Below are the entries; return every line among them that holds the word "moved".

[STORED DATA Boundary: Start]

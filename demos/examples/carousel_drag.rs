// Copyright 2025 the Understory Authors
// SPDX-License-Identifier: Apache-2.0 OR MIT

//! Drag, touch, and button navigation on a three-slide carousel.
//!
//! Shows that moves only change state while the frame loop paints, that a short drag
//! snaps back, and that controls disable themselves at the bounds.
//!
//! Run:
//! - `cargo run -p understory_carousel_demos --example carousel_drag`

use kurbo::Point;
use understory_carousel::carousel::Carousel;
use understory_carousel::config::{CarouselConfig, DeckLayout};
use understory_carousel::track::Controls;
use understory_carousel::types::{Control, InputEvent, PointerPhase, TouchPhase};
use understory_carousel_demos::{SimPage, init_tracing};

fn mouse(carousel: &mut Carousel, page: &mut SimPage, phase: PointerPhase, x: f64) {
    let ev = InputEvent::Pointer {
        phase,
        slide: carousel.current_index(),
        page: Point::new(x, 300.0),
    };
    carousel.handle(&ev, page);
}

fn main() {
    init_tracing();
    let mut page = SimPage::new("hero");
    let layout = DeckLayout::new(3, 1024.0).with_controls(true, true);
    let mut carousel = Carousel::mount(layout, CarouselConfig::default(), &mut page).unwrap();
    println!("== Mounted ==\n  {}", page.describe(&carousel));

    // Drag left 200px, painting a frame after each move.
    mouse(&mut carousel, &mut page, PointerPhase::Down, 700.0);
    for x in [650.0, 600.0, 550.0, 500.0] {
        mouse(&mut carousel, &mut page, PointerPhase::Move, x);
        page.frame(&mut carousel);
        println!("  {}", page.describe(&carousel));
    }
    mouse(&mut carousel, &mut page, PointerPhase::Up, 500.0);
    println!("== Released past threshold ==\n  {}", page.describe(&carousel));
    assert_eq!(carousel.current_index(), 1);
    assert_eq!(page.offset, -1024.0);
    assert_eq!(page.frames_painted, 4);

    // A 30px nudge snaps back.
    mouse(&mut carousel, &mut page, PointerPhase::Down, 400.0);
    mouse(&mut carousel, &mut page, PointerPhase::Move, 430.0);
    mouse(&mut carousel, &mut page, PointerPhase::Up, 430.0);
    println!("== Short drag snapped back ==\n  {}", page.describe(&carousel));
    assert_eq!(carousel.current_index(), 1);

    // Touch swipe to the last slide; touch releases never scroll the page.
    let scrolls = page.scrolls;
    let start = [Point::new(900.0, 120.0)];
    let moved = [Point::new(600.0, 130.0)];
    for (phase, touches) in [
        (TouchPhase::Start, &start[..]),
        (TouchPhase::Move, &moved[..]),
        (TouchPhase::End, &[][..]),
    ] {
        carousel.handle(
            &InputEvent::Touch {
                phase,
                slide: 1,
                touches,
            },
            &mut page,
        );
    }
    println!("== Touch swipe ==\n  {}", page.describe(&carousel));
    assert_eq!(carousel.current_index(), 2);
    assert_eq!(page.scrolls, scrolls);
    assert_eq!(page.controls, Controls::PREV_ENABLED);

    // Next is a no-op at the end; prev walks back.
    carousel.handle(&InputEvent::Control(Control::Next), &mut page);
    carousel.handle(&InputEvent::Control(Control::Prev), &mut page);
    println!("== Buttons ==\n  {}", page.describe(&carousel));
    assert_eq!(carousel.current_index(), 1);
}
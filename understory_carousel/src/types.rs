// Copyright 2025 the Understory Authors
// SPDX-License-Identifier: Apache-2.0 OR MIT

//! Core types for the carousel: input events, navigation intents, steps, and dispositions.
//!
//! ## Overview
//!
//! These types describe what the host feeds in and what the carousel hands back.
//! [`InputEvent`] is the host-agnostic form of a DOM-level input; the
//! [`gesture`](crate::gesture) router classifies it, and every channel ends up as an
//! [`Intent`] before the [`Carousel`](crate::carousel::Carousel) mutates its state.

use kurbo::{Point, Vec2};

/// A single-page movement.
#[derive(Copy, Clone, Debug, Eq, PartialEq, Hash)]
pub enum Step {
    /// Toward index `0`.
    Prev,
    /// Toward index `slide_count - 1`.
    Next,
}

impl Step {
    /// Step in the direction of `sign`: positive is [`Next`](Self::Next), negative is
    /// [`Prev`](Self::Prev), zero (or NaN) is no step.
    pub fn from_sign(sign: f64) -> Option<Self> {
        if sign > 0.0 {
            Some(Self::Next)
        } else if sign < 0.0 {
            Some(Self::Prev)
        } else {
            None
        }
    }

    /// Apply the step to `index` within `0..slide_count`.
    ///
    /// Returns `None` when the step would leave the range.
    pub fn apply(self, index: usize, slide_count: usize) -> Option<usize> {
        match self {
            Self::Prev => index.checked_sub(1),
            Self::Next => {
                let next = index + 1;
                (next < slide_count).then_some(next)
            }
        }
    }
}

/// A navigation intent.
///
/// All three input channels (drag, buttons, wheel) are translated into one of these
/// before they reach the state machine, which keeps it input-source agnostic.
#[derive(Copy, Clone, Debug, PartialEq)]
pub enum Intent {
    /// Live displacement in pixels from the drag anchor.
    Drag(f64),
    /// Jump to an absolute index (clamped to the slide range).
    StepTo(usize),
    /// Move one page.
    PageBy(Step),
}

/// Phases of a pointing-device gesture on a slide.
#[derive(Copy, Clone, Debug, Eq, PartialEq)]
pub enum PointerPhase {
    /// Button pressed over a slide.
    Down,
    /// Pointer moved over a slide.
    Move,
    /// Button released over a slide.
    Up,
    /// Pointer left the slide area.
    Leave,
}

/// Phases of a touch gesture on a slide.
#[derive(Copy, Clone, Debug, Eq, PartialEq)]
pub enum TouchPhase {
    /// A touch began on a slide.
    Start,
    /// An active touch moved.
    Move,
    /// The touch was lifted.
    End,
}

/// Optional prev/next control elements.
#[derive(Copy, Clone, Debug, Eq, PartialEq)]
pub enum Control {
    /// The "previous slide" control.
    Prev,
    /// The "next slide" control.
    Next,
}

impl From<Control> for Step {
    fn from(control: Control) -> Self {
        match control {
            Control::Prev => Self::Prev,
            Control::Next => Self::Next,
        }
    }
}

/// A host input event, already stripped of its DOM wrapper.
///
/// The slide index is carried on the event itself rather than captured by a
/// per-slide handler, so one handler serves every slide.
#[derive(Copy, Clone, Debug, PartialEq)]
pub enum InputEvent<'a> {
    /// Mouse/pen event on the slide at `slide`, in page coordinates.
    Pointer {
        /// Gesture phase.
        phase: PointerPhase,
        /// Index of the slide that received the event.
        slide: usize,
        /// Page position of the pointer.
        page: Point,
    },
    /// Touch event on the slide at `slide`.
    Touch {
        /// Gesture phase.
        phase: TouchPhase,
        /// Index of the slide that received the event.
        slide: usize,
        /// Client positions of the active touch points (may be empty).
        touches: &'a [Point],
    },
    /// Wheel or trackpad scroll over a slide.
    Wheel {
        /// Scroll deltas as reported by the host.
        delta: Vec2,
    },
    /// Click on a prev/next control.
    Control(Control),
    /// The viewport was resized.
    Resize {
        /// New viewport width in pixels.
        viewport_width: f64,
    },
    /// Context menu requested on the slider surface (e.g. long press).
    ContextMenu,
    /// Native drag-image gesture started on slide contents.
    DragImage,
}

bitflags::bitflags! {
    /// What the host should suppress after an event was handled.
    ///
    /// An empty disposition means "let the default happen".
    #[derive(Clone, Copy, Debug, Default, PartialEq, Eq, Hash)]
    pub struct Disposition: u8 {
        /// Prevent the host's default action.
        const PREVENT_DEFAULT  = 0b0000_0001;
        /// Stop the event from propagating further.
        const STOP_PROPAGATION = 0b0000_0010;
    }
}

impl Disposition {
    /// Prevent default and stop propagation.
    pub const CONSUMED: Self = Self::PREVENT_DEFAULT.union(Self::STOP_PROPAGATION);

    /// Whether the host's default action should be prevented.
    pub fn prevents_default(self) -> bool {
        self.contains(Self::PREVENT_DEFAULT)
    }
}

[STORED DATA Boundary: End]

**YOUR RESPONSE:**
    let moved = [Point::new(600.0, 130.0)];
        (TouchPhase::Move, &moved[..]),
    /// Pointer moved over a slide.
    /// An active touch moved.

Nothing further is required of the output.